En Angleterre, les sages-femmes tirent de plus en plus la sonnette d’alarme concernant la crise qui touche les effectifs de maternité. La mobilisation du secteur en faveur d’un investissement accru dans les services de maternité a débuté il y a une dizaine d’années, les sages-femmes mettant en garde contre une combinaison de facteurs susceptibles de nuire à la qualité des soins. La sortie du Royaume-Uni de l’Union européenne et la pandémie de Covid-19 ont aggravé les pénuries.

« Je n’ai jamais vu de services de maternité dans un état aussi déplorable », déclare Maddie McMahon, bénévole pour le groupe qui fait campagne pour l’amélioration des services de maternité, l’Association for Improvements in the Maternity Services (AIMS). Mme McMahon est une accompagnante à la naissance professionnelle qui travaille aux côtés de sages-femmes depuis 18 ans. « Certaines femmes enceintes de 28 semaines n’ont pas encore vu de sage-femme », ajoute Mme McMahon. « Des familles qui accouchent et qui n’ont personne pour venir à leur accouchement à domicile. Des familles qui accouchent et à qui on dit de prendre la voiture et de faire un long trajet jusqu’à un autre hôpital parce que le leur est fermé. Des familles qui accouchent à l’hôpital et dont la sage-femme s’occupe en même temps de deux autres femmes ou plus. Aucun soutien pour l’allaitement et aucun soutien postnatal, tout simplement. »

En 2018, des données publiées par NHS Angleterre et analysées par le Collège royal des sages-femmes (Royal College of Midwives, RCM) suggéraient que sur 30 sages-femmes que le service avait formées cette année-là, 29 étaient perdues. Cela constituait un coup dur pour le gouvernement britannique, qui s’était engagé au début de cette année à former 3.000 sages-femmes supplémentaires sur quatre ans en Angleterre.

Le problème est en partie dû au vieillissement des effectifs de la profession. Le RCM a établi que les départs à la retraite représentaient la principale raison pour laquelle les sages-femmes quittaient la profession en 2020.

En conséquence, les sages-femmes expliquent que leur travail est désormais soumis à une trop forte pression, ce qui pousse les sages-femmes nouvellement formées à abandonner leur métier. Cette situation a été exacerbée par un épuisement professionnel lié à la pandémie. Même si les sages-femmes qualifiées au sein de l’UE peuvent toujours travailler en Angleterre, certaines partent en raison d’autres circonstances engendrées par le Brexit. Selon une enquête du RCM publiée en octobre 2021, 57 % des sages-femmes prévoyaient de quitter le NHS à la fin de cette année-là.

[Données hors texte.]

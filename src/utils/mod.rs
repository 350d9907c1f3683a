//! Utility functions and helpers for the assist governor.
//!
//! This module provides cross-cutting concerns like structured logging,
//! credential sanitization, and the retry backoff schedule.
//!
//! # Submodules
//!
//! - `logging`: Tracing and logging initialization with security filters.
//! - `retry`: Retry classification and the doubling backoff schedule.
//!
//! Author: kelexine (<https://github.com/kelexine>)

pub mod logging;
pub mod retry;
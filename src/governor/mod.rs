//! The outbound request governor.
//!
//! Ties the per-provider [`ResponseCache`] and [`RateLimiter`] together behind
//! one call: fingerprint the request, answer from cache when possible,
//! otherwise queue the upstream call under the provider's limits and cache
//! the result. Failures propagate unchanged from [`Governor::generate`];
//! [`Governor::generate_or_fallback`] is the explicit degraded path.
//!
//! Author: kelexine (<https://github.com/kelexine>)

mod models;
pub mod status;

pub use models::{AssistRequest, AssistResponse, CacheStatus};
pub use status::{GovernorStatus, ProviderStatus};

use crate::cache::{CacheKey, ResponseCache};
use crate::config::{AppConfig, ProviderConfig};
use crate::error::{GovernorError, Result};
use crate::limiter::{RateLimiter, LimiterStats};
use crate::providers::{
    fallback_response, recovery_suggestions, HttpProvider, ProviderClient, ProviderSelector,
    FALLBACK_PROVIDER,
};
use parking_lot::Mutex;
use serde_json::Value;
use std::collections::{BTreeMap, HashMap, HashSet};
use std::sync::Arc;
use std::time::Instant;
use tokio::task::JoinHandle;
use tracing::{debug, info, warn};

/// Cache, limiter and client for one provider.
struct ProviderLane {
    config: ProviderConfig,
    cache: Arc<ResponseCache>,
    limiter: RateLimiter,
    client: Arc<dyn ProviderClient>,
}

pub struct Governor {
    selector: ProviderSelector,
    lanes: BTreeMap<String, ProviderLane>,
    sweepers: Mutex<Vec<JoinHandle<()>>>,
}

impl Governor {
    /// Build one HTTP-backed lane per configured provider. Must run inside a Tokio runtime.
    pub fn new(config: &AppConfig) -> Result<Self> {
        let mut clients: HashMap<String, Arc<dyn ProviderClient>> = HashMap::new();
        for (name, provider) in &config.providers {
            let client = HttpProvider::new(name.clone(), provider.clone())?;
            clients.insert(name.clone(), Arc::new(client));
        }
        Self::with_clients(config, clients)
    }

    /// Build lanes around caller-supplied clients, one per configured provider.
    pub fn with_clients(
        config: &AppConfig,
        mut clients: HashMap<String, Arc<dyn ProviderClient>>,
    ) -> Result<Self> {
        config.validate()?;

        let mut lanes = BTreeMap::new();
        for (name, provider) in &config.providers {
            let client = clients.remove(name).ok_or_else(|| {
                GovernorError::Config(format!("no client supplied for provider '{}'", name))
            })?;
            let lane = ProviderLane {
                config: provider.clone(),
                cache: Arc::new(ResponseCache::new(name.clone(), config.cache.clone())),
                limiter: RateLimiter::new(name.clone(), provider.limits.clone()),
                client,
            };
            debug!(
                provider = %name,
                priority = provider.priority,
                configured = provider.is_configured(),
                "Provider lane ready"
            );
            lanes.insert(name.clone(), lane);
        }

        Ok(Self {
            selector: ProviderSelector::new(config.providers.clone()),
            lanes,
            sweepers: Mutex::new(Vec::new()),
        })
    }

    pub fn selector(&self) -> &ProviderSelector {
        &self.selector
    }

    pub fn provider_names(&self) -> impl Iterator<Item = &str> {
        self.lanes.keys().map(String::as_str)
    }

    pub fn cache(&self, provider: &str) -> Result<&Arc<ResponseCache>> {
        self.lane(provider).map(|lane| &lane.cache)
    }

    pub fn limiter(&self, provider: &str) -> Result<&RateLimiter> {
        self.lane(provider).map(|lane| &lane.limiter)
    }

    fn lane(&self, provider: &str) -> Result<&ProviderLane> {
        self.lanes
            .get(provider)
            .ok_or_else(|| GovernorError::UnknownProvider(provider.to_string()))
    }

    /// Serve `request` from cache or one upstream provider. Errors propagate unchanged.
    pub async fn generate(&self, request: &AssistRequest) -> Result<AssistResponse> {
        request.validate()?;
        self.check_preferred(request)?;

        let provider = self
            .selector
            .select_provider(request.provider.as_deref(), &HashSet::new())
            .ok_or_else(|| GovernorError::Config("no AI provider is configured".to_string()))?;

        let result = self.generate_with(&provider.name, &request.descriptor).await;
        if let Err(err) = &result {
            crate::metrics::record_request(&provider.name, "error");
            warn!(provider = %provider.name, error = %err, "Assist request failed");
        }
        result
    }

    /// Like [`Governor::generate`], but on failure tries the remaining
    /// providers by priority and finally answers locally.
    pub async fn generate_or_fallback(&self, request: &AssistRequest) -> Result<AssistResponse> {
        request.validate()?;
        self.check_preferred(request)?;

        let started = Instant::now();
        let mut failed: HashSet<String> = HashSet::new();
        let mut last_error: Option<GovernorError> = None;

        while let Some(provider) = self
            .selector
            .select_provider(request.provider.as_deref(), &failed)
        {
            match self.generate_with(&provider.name, &request.descriptor).await {
                Ok(response) => return Ok(response),
                Err(err) => {
                    crate::metrics::record_request(&provider.name, "error");
                    warn!(provider = %provider.name, error = %err, "Provider failed, trying next");
                    failed.insert(provider.name);
                    last_error = Some(err);
                }
            }
        }

        let fallback = fallback_response(&request.prompt_text(), request.language());
        let suggestions = last_error
            .as_ref()
            .map(recovery_suggestions)
            .unwrap_or_else(|| vec!["Configure an AI provider API key to enable AI assistance"]);
        info!(
            tried = failed.len(),
            "No provider usable, serving local fallback response"
        );
        crate::metrics::record_request(FALLBACK_PROVIDER, "fallback");

        Ok(AssistResponse {
            provider: FALLBACK_PROVIDER.to_string(),
            content: serde_json::to_value(&fallback)?,
            cache: CacheStatus::Miss,
            elapsed: started.elapsed(),
            limiter: None,
            fallback: true,
            suggestions,
        })
    }

    /// Dispatch to `generate` or `generate_or_fallback` per the request's flag.
    pub async fn handle(&self, request: &AssistRequest) -> Result<AssistResponse> {
        if request.allow_fallback {
            self.generate_or_fallback(request).await
        } else {
            self.generate(request).await
        }
    }

    async fn generate_with(&self, provider: &str, descriptor: &Value) -> Result<AssistResponse> {
        let started = Instant::now();
        let lane = self.lane(provider)?;
        let key = CacheKey::for_value(descriptor);

        if let Some(content) = lane.cache.get(&key) {
            debug!(provider, key = %key.short(), "Cache hit");
            crate::metrics::record_request(provider, "hit");
            return Ok(self.respond(provider, content, CacheStatus::Hit, started, &lane.limiter));
        }

        let client = Arc::clone(&lane.client);
        let request = descriptor.clone();
        let deadline = lane.config.timeout();
        let content = lane
            .limiter
            .execute(move || {
                let client = Arc::clone(&client);
                let request = request.clone();
                async move {
                    // Caller-side deadline; the limiter imposes none of its own.
                    tokio::time::timeout(deadline, client.complete(&request))
                        .await
                        .unwrap_or_else(|_| Err(GovernorError::Timeout(deadline)))
                }
            })
            .await?;

        lane.cache.set(key, content.clone());
        crate::metrics::record_request(provider, "miss");
        Ok(self.respond(provider, content, CacheStatus::Miss, started, &lane.limiter))
    }

    fn respond(
        &self,
        provider: &str,
        content: Value,
        cache: CacheStatus,
        started: Instant,
        limiter: &RateLimiter,
    ) -> AssistResponse {
        AssistResponse {
            provider: provider.to_string(),
            content,
            cache,
            elapsed: started.elapsed(),
            limiter: Some(limiter.stats()),
            fallback: false,
            suggestions: Vec::new(),
        }
    }

    fn check_preferred(&self, request: &AssistRequest) -> Result<()> {
        match request.provider.as_deref() {
            Some(name) if !self.selector.knows(name) => {
                Err(GovernorError::UnknownProvider(name.to_string()))
            }
            _ => Ok(()),
        }
    }

    /// Reject every not-yet-dispatched request for `provider`.
    pub fn clear_queue(&self, provider: &str) -> Result<usize> {
        Ok(self.lane(provider)?.limiter.clear_queue())
    }

    pub fn limiter_stats(&self, provider: &str) -> Result<LimiterStats> {
        Ok(self.lane(provider)?.limiter.stats())
    }

    pub fn status(&self) -> GovernorStatus {
        status::snapshot(self)
    }

    /// Start the periodic expired-entry sweep for every provider cache.
    pub fn spawn_cleanup(&self) {
        let mut sweepers = self.sweepers.lock();
        if !sweepers.is_empty() {
            return;
        }
        for lane in self.lanes.values() {
            sweepers.push(lane.cache.spawn_cleanup());
        }
    }

    /// Stop cache sweeps and limiter workers; queued requests are rejected.
    pub fn shutdown(&self) {
        for sweeper in self.sweepers.lock().drain(..) {
            sweeper.abort();
        }
        for lane in self.lanes.values() {
            lane.limiter.shutdown();
        }
        info!("Governor shut down");
    }
}

impl Drop for Governor {
    fn drop(&mut self) {
        for sweeper in self.sweepers.get_mut().drain(..) {
            sweeper.abort();
        }
    }
}
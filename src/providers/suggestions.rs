// Human-readable recovery hints for failed assist requests
// Author: kelexine (https://github.com/kelexine)

use crate::error::{ErrorKind, GovernorError};

/// Map an error to ordered, user-facing suggestions. Advisory only.
pub fn recovery_suggestions(error: &GovernorError) -> Vec<&'static str> {
    match error {
        GovernorError::InvalidRequest(_) | GovernorError::Json(_) => {
            return vec!["Check the request content and try again"];
        }
        GovernorError::UnknownProvider(_) => {
            return vec![
                "Choose one of the configured AI providers",
                "Omit the provider to use the default",
            ];
        }
        GovernorError::Config(_) | GovernorError::ConfigParsing(_) => {
            return vec!["Check the AI provider configuration and API keys"];
        }
        _ => {}
    }

    match error.kind() {
        ErrorKind::RateLimited => vec![
            "Too many requests; wait a moment and retry",
            "Try a different AI provider",
        ],
        ErrorKind::QuotaExceeded => vec![
            "The provider's usage quota is exhausted; check billing or plan limits",
            "Try a different AI provider",
        ],
        ErrorKind::ServiceUnavailable => vec![
            "The AI service is temporarily unavailable; retry shortly",
            "Try a different AI provider",
        ],
        ErrorKind::Timeout => vec![
            "The request timed out; try a simpler or shorter prompt",
            "Retry the request",
        ],
        ErrorKind::QueueCleared => vec!["The request was cancelled before it was sent; submit it again"],
        ErrorKind::Unclassified => match error.status() {
            Some(401) | Some(403) => vec![
                "Check that the provider API key is valid",
                "Try a different AI provider",
            ],
            Some(400) | Some(413) | Some(422) => vec![
                "The provider rejected the request; shorten or simplify the prompt",
            ],
            Some(404) => vec!["Check the configured model and endpoint"],
            _ => vec![
                "Retry the request",
                "Check your network connection and provider configuration",
            ],
        },
    }
}

#[cfg(test)]
mod tests {
    use super::*;
    use std::time::Duration;

    #[test]
    fn test_rate_limit_suggestions() {
        let hints = recovery_suggestions(&GovernorError::from_status(429, ""));
        assert_eq!(hints.len(), 2);
        assert!(hints[0].contains("wait"));
        assert!(hints[1].contains("different AI provider"));
    }

    #[test]
    fn test_timeout_suggests_simpler_prompt() {
        let hints = recovery_suggestions(&GovernorError::Timeout(Duration::from_secs(30)));
        assert!(hints[0].contains("simpler"));
    }

    #[test]
    fn test_auth_failure() {
        let hints = recovery_suggestions(&GovernorError::from_status(401, "bad key"));
        assert!(hints[0].contains("API key"));
    }

    #[test]
    fn test_always_non_empty() {
        let errors = vec![
            GovernorError::QueueCleared,
            GovernorError::QuotaExceeded("q".into()),
            GovernorError::from_status(503, ""),
            GovernorError::unclassified("boom"),
            GovernorError::UnknownProvider("x".into()),
        ];
        for err in errors {
            assert!(!recovery_suggestions(&err).is_empty(), "{}", err);
        }
    }
}
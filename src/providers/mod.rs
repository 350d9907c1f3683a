//! Upstream providers: selection, degraded-mode fallback and recovery hints.
//!
//! # Components
//!
//! - `selector`: which providers are configured and which one to use next.
//! - `fallback`: deterministic local responses when no provider is usable.
//! - `suggestions`: user-facing hints derived from an error's classification.
//! - `client`: the call boundary that turns upstream failures into [`crate::error::GovernorError`].
//!
//! Author: kelexine (<https://github.com/kelexine>)

pub mod client;
pub mod fallback;
pub mod selector;
mod suggestions;

pub use client::{HttpProvider, ProviderClient};
pub use fallback::{fallback_response, FallbackResponse};
pub use selector::{ProviderDescriptor, ProviderSelector, FALLBACK_PROVIDER};
pub use suggestions::recovery_suggestions;
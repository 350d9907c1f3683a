// Response cache and request fingerprint tests - public API only
// Author: kelexine (https://github.com/kelexine)

use assist_governor::cache::{CacheConfig, CacheKey, ResponseCache};
use proptest::prelude::*;
use serde_json::{json, Map, Value};
use std::time::Duration;

#[test]
fn test_cache_config_defaults() {
    let config = CacheConfig::default();

    assert_eq!(config.max_size, 1000);
    assert_eq!(config.default_ttl(), Duration::from_secs(3600));
    assert_eq!(config.cleanup_interval(), Duration::from_secs(300));
}

#[test]
fn test_nested_field_order_does_not_change_key() {
    let a: Value = serde_json::from_str(
        r#"{"model":"gpt","messages":[{"role":"user","content":"hi"}],"options":{"t":1,"k":2}}"#,
    )
    .unwrap();
    let b: Value = serde_json::from_str(
        r#"{"options":{"k":2,"t":1},"messages":[{"content":"hi","role":"user"}],"model":"gpt"}"#,
    )
    .unwrap();

    assert_eq!(CacheKey::for_value(&a), CacheKey::for_value(&b));
}

#[test]
fn test_message_order_changes_key() {
    let a = json!({"messages": [{"role": "user", "content": "a"}, {"role": "user", "content": "b"}]});
    let b = json!({"messages": [{"role": "user", "content": "b"}, {"role": "user", "content": "a"}]});

    assert_ne!(CacheKey::for_value(&a), CacheKey::for_value(&b));
}

#[test]
fn test_key_is_sha256_hex() {
    let key = CacheKey::for_value(&json!({"prompt": "hello"}));
    assert_eq!(key.as_str().len(), 64);
    assert!(key.as_str().chars().all(|c| c.is_ascii_hexdigit()));
}

#[tokio::test(start_paused = true)]
async fn test_entry_expires_after_ttl() {
    let cache: ResponseCache = ResponseCache::new("openai", CacheConfig::default());
    let key = CacheKey::for_value(&json!({"prompt": "hello world"}));

    cache.set_with_ttl(key.clone(), json!({"text": "hi"}), Duration::from_secs(1));
    assert_eq!(cache.get(&key), Some(json!({"text": "hi"})));

    tokio::time::advance(Duration::from_millis(1500)).await;
    assert_eq!(cache.get(&key), None);

    let stats = cache.stats();
    assert_eq!(stats.hits, 1);
    assert_eq!(stats.misses, 1);
    assert_eq!(stats.total_entries, 0);
}

#[tokio::test(start_paused = true)]
async fn test_capacity_evicts_least_recently_used() {
    let cache: ResponseCache<u32> = ResponseCache::new(
        "gemini",
        CacheConfig {
            max_size: 2,
            ..CacheConfig::default()
        },
    );

    cache.set(CacheKey::from("a"), 1);
    cache.set(CacheKey::from("b"), 2);
    // Touch "a" so "b" becomes the eviction candidate.
    assert_eq!(cache.get(&CacheKey::from("a")), Some(1));
    cache.set(CacheKey::from("c"), 3);

    assert_eq!(cache.len(), 2);
    assert_eq!(cache.get(&CacheKey::from("b")), None);
    assert_eq!(cache.get(&CacheKey::from("a")), Some(1));
    assert_eq!(cache.get(&CacheKey::from("c")), Some(3));
}

fn object_from(pairs: &[(String, i64)]) -> Value {
    let mut map = Map::new();
    for (k, v) in pairs {
        map.insert(k.clone(), json!(v));
    }
    Value::Object(map)
}

proptest! {
    #[test]
    fn prop_key_ignores_insertion_order(
        pairs in proptest::collection::btree_map("[a-z]{1,8}", any::<i64>(), 0..12)
    ) {
        let forward: Vec<(String, i64)> = pairs.clone().into_iter().collect();
        let mut reversed = forward.clone();
        reversed.reverse();

        let a = json!({"prompt": "p", "options": object_from(&forward)});
        let b = json!({"options": object_from(&reversed), "prompt": "p"});
        prop_assert_eq!(CacheKey::for_value(&a), CacheKey::for_value(&b));
    }

    #[test]
    fn prop_different_prompts_differ(a in "[ -~]{0,40}", b in "[ -~]{0,40}") {
        prop_assume!(a != b);
        let ka = CacheKey::for_value(&json!({"prompt": a}));
        let kb = CacheKey::for_value(&json!({"prompt": b}));
        prop_assert_ne!(ka, kb);
    }
}
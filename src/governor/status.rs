// Read-only status aggregation for operational visibility
// Author: kelexine (https://github.com/kelexine)

use super::Governor;
use crate::cache::CacheStats;
use crate::limiter::LimiterStats;
use crate::providers::ProviderDescriptor;
use serde::Serialize;
use std::collections::BTreeMap;

#[derive(Debug, Clone, Serialize)]
#[serde(rename_all = "camelCase")]
pub struct ProviderStatus {
    pub configured: bool,
    pub priority: u32,
    pub cache: CacheStats,
    pub limiter: LimiterStats,
}

/// Live snapshot of every provider lane. Never cached.
#[derive(Debug, Clone, Serialize)]
#[serde(rename_all = "camelCase")]
pub struct GovernorStatus {
    pub timestamp: String,
    pub providers: BTreeMap<String, ProviderStatus>,
    pub available_providers: Vec<ProviderDescriptor>,
}

impl GovernorStatus {
    /// Total items queued across providers.
    pub fn total_queued(&self) -> usize {
        self.providers.values().map(|p| p.limiter.queue_length).sum()
    }
}

pub(super) fn snapshot(governor: &Governor) -> GovernorStatus {
    let providers = governor
        .lanes
        .iter()
        .map(|(name, lane)| {
            let status = ProviderStatus {
                configured: lane.config.is_configured(),
                priority: lane.config.priority,
                cache: lane.cache.stats(),
                limiter: lane.limiter.stats(),
            };
            (name.clone(), status)
        })
        .collect();

    GovernorStatus {
        timestamp: chrono::Utc::now().to_rfc3339(),
        providers,
        available_providers: governor.selector.available_providers(),
    }
}
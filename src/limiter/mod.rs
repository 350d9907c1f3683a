//! Per-provider admission control.
//!
//! A [`RateLimiter`] owns a FIFO queue of pending upstream calls and a single
//! worker task that dispatches them under three constraints: a trailing
//! 60-second window, a trailing one-hour window, and a concurrency ceiling.
//! Retryable failures (429, 503 and other 5xx) are retried with doubling
//! delays and re-enter the queue at the front.
//!
//! Transitions are reported through a [`LimiterObserver`]; the default
//! [`TracingObserver`] logs them and updates Prometheus counters.
//!
//! Author: kelexine (<https://github.com/kelexine>)

pub mod events;
pub mod models;
mod queue;
pub mod window;

pub use events::{LimiterEvent, LimiterObserver, TracingObserver};
pub use models::{LimiterConfig, LimiterLimits, LimiterStats};
pub use queue::{RateLimiter, CONCURRENCY_POLL_INTERVAL};
pub use window::{RateWindow, WindowKind};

En novembre 2021, des milliers de sages-femmes, d’accompagnantes à la naissance, de professionnels de la santé et de la famille ont organisé des veillées dans plus de 50 villes du Royaume-Uni pour sensibiliser le public à ces problèmes, sous la bannière March with Midwives (Marchez avec les sages-femmes). L’action a bénéficié d’une importante couverture médiatique et a suscité un débat parlementaire en janvier 2022, au cours duquel la députée conservatrice Siobhan Baillie a appelé le gouvernement à écouter les demandes des manifestants. Il s’agissait notamment d’améliorer la rémunération des sages-femmes et de soutenir financièrement les étudiants sages-femmes. Toutefois, elle a précisé que l’argent n’était pas la seule solution et qu’un « changement de mentalités » s’avérait également nécessaire.